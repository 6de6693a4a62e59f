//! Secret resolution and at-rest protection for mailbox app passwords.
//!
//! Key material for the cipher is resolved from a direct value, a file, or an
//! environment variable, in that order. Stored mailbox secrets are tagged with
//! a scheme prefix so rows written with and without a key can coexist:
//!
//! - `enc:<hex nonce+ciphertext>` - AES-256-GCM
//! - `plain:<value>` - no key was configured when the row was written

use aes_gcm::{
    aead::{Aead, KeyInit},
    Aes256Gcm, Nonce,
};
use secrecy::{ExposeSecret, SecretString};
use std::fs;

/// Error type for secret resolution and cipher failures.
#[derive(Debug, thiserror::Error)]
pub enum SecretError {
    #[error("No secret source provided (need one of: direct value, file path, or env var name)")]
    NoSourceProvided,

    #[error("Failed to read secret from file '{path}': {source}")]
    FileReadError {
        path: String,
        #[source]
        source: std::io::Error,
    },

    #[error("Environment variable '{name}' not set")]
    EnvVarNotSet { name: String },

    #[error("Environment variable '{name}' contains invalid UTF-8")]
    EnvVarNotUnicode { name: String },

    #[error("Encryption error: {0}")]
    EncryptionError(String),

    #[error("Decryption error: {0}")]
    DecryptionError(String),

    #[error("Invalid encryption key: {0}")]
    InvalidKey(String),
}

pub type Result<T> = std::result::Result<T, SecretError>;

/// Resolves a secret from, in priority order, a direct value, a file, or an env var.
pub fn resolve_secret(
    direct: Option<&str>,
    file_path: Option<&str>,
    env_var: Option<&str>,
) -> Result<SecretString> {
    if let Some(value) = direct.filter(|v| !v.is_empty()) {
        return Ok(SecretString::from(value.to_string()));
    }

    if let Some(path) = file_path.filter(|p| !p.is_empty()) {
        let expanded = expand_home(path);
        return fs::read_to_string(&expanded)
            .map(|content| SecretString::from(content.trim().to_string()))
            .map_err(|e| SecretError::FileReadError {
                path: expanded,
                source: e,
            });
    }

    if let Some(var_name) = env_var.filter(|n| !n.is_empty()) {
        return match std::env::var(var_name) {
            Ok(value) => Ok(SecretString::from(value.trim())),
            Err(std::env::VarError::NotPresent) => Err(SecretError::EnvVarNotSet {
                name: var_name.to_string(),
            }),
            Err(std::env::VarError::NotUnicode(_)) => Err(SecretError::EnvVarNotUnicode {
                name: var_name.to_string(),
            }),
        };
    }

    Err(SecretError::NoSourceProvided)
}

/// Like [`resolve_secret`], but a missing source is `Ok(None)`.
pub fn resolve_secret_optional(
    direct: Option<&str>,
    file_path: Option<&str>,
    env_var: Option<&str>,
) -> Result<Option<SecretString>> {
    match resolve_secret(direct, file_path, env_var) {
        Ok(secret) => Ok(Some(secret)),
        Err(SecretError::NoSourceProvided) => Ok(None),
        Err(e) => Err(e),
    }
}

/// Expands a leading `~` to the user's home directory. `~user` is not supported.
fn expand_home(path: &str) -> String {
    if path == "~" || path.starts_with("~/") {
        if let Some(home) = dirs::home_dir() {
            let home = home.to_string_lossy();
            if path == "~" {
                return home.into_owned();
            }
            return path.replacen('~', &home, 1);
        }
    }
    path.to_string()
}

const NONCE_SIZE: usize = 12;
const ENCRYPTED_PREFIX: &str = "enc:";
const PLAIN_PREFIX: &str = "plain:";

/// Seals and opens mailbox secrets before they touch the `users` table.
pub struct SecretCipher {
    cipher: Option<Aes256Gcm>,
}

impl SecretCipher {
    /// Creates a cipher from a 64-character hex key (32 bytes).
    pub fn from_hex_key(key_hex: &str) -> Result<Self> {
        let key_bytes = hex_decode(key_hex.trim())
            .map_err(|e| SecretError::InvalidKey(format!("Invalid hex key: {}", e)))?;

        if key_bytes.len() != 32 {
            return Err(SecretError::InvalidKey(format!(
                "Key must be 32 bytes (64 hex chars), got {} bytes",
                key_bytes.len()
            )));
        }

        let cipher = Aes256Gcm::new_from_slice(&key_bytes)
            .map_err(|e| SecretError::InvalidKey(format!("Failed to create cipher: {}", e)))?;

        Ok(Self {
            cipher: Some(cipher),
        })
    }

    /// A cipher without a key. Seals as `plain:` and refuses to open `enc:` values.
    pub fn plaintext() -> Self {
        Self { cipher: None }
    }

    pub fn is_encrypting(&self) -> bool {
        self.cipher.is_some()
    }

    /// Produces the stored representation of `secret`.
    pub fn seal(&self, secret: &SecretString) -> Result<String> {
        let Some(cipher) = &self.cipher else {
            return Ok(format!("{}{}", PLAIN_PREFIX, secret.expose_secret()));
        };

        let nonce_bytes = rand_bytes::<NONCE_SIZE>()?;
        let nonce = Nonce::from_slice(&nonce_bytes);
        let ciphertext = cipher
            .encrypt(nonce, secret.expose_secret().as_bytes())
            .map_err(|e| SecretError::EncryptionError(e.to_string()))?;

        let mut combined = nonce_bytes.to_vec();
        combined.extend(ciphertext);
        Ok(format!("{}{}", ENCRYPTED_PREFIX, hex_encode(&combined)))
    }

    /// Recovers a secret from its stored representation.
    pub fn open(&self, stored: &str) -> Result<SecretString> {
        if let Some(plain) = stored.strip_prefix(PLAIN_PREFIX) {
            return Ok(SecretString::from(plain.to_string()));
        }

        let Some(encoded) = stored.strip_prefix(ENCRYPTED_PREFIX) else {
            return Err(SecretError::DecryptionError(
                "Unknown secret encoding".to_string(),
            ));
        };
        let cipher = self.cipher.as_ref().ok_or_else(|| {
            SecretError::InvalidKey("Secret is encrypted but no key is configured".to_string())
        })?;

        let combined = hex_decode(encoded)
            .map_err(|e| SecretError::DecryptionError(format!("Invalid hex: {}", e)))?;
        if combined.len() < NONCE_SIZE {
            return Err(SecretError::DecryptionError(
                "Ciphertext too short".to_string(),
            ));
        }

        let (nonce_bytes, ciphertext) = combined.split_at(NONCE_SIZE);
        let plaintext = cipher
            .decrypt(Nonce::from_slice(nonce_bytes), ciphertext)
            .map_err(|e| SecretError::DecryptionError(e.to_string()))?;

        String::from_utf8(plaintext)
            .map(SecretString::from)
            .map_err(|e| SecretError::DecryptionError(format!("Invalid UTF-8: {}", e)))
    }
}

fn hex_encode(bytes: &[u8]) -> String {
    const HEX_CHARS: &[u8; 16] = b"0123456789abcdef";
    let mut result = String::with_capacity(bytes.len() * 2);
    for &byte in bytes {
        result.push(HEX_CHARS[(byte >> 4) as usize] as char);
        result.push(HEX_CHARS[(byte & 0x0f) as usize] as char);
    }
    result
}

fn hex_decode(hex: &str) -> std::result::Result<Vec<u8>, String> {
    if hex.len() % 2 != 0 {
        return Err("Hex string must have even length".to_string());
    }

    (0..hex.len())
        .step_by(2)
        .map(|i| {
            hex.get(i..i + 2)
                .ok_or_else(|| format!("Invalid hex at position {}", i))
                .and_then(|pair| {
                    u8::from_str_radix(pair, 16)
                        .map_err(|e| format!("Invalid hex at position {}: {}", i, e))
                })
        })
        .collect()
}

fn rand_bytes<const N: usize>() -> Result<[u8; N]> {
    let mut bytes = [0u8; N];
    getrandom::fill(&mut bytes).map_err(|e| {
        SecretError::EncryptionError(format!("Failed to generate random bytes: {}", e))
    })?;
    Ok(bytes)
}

········

To do:
Return only the exact lines from the opening of the records through the line that contains "#[derive(Debug, thiserror::Error)]", both included.

Task output:
repository 6de6693a4a62e59f
//! Secret resolution and at-rest protection for mailbox app passwords.
//!
//! Key material for the cipher is resolved from a direct value, a file, or an
//! environment variable, in that order. Stored mailbox secrets are tagged with
//! a scheme prefix so rows written with and without a key can coexist:
//!
//! - `enc:<hex nonce+ciphertext>` - AES-256-GCM
//! - `plain:<value>` - no key was configured when the row was written

use aes_gcm::{
    aead::{Aead, KeyInit},
    Aes256Gcm, Nonce,
};
use secrecy::{ExposeSecret, SecretString};
use std::fs;

/// Error type for secret resolution and cipher failures.
#[derive(Debug, thiserror::Error)]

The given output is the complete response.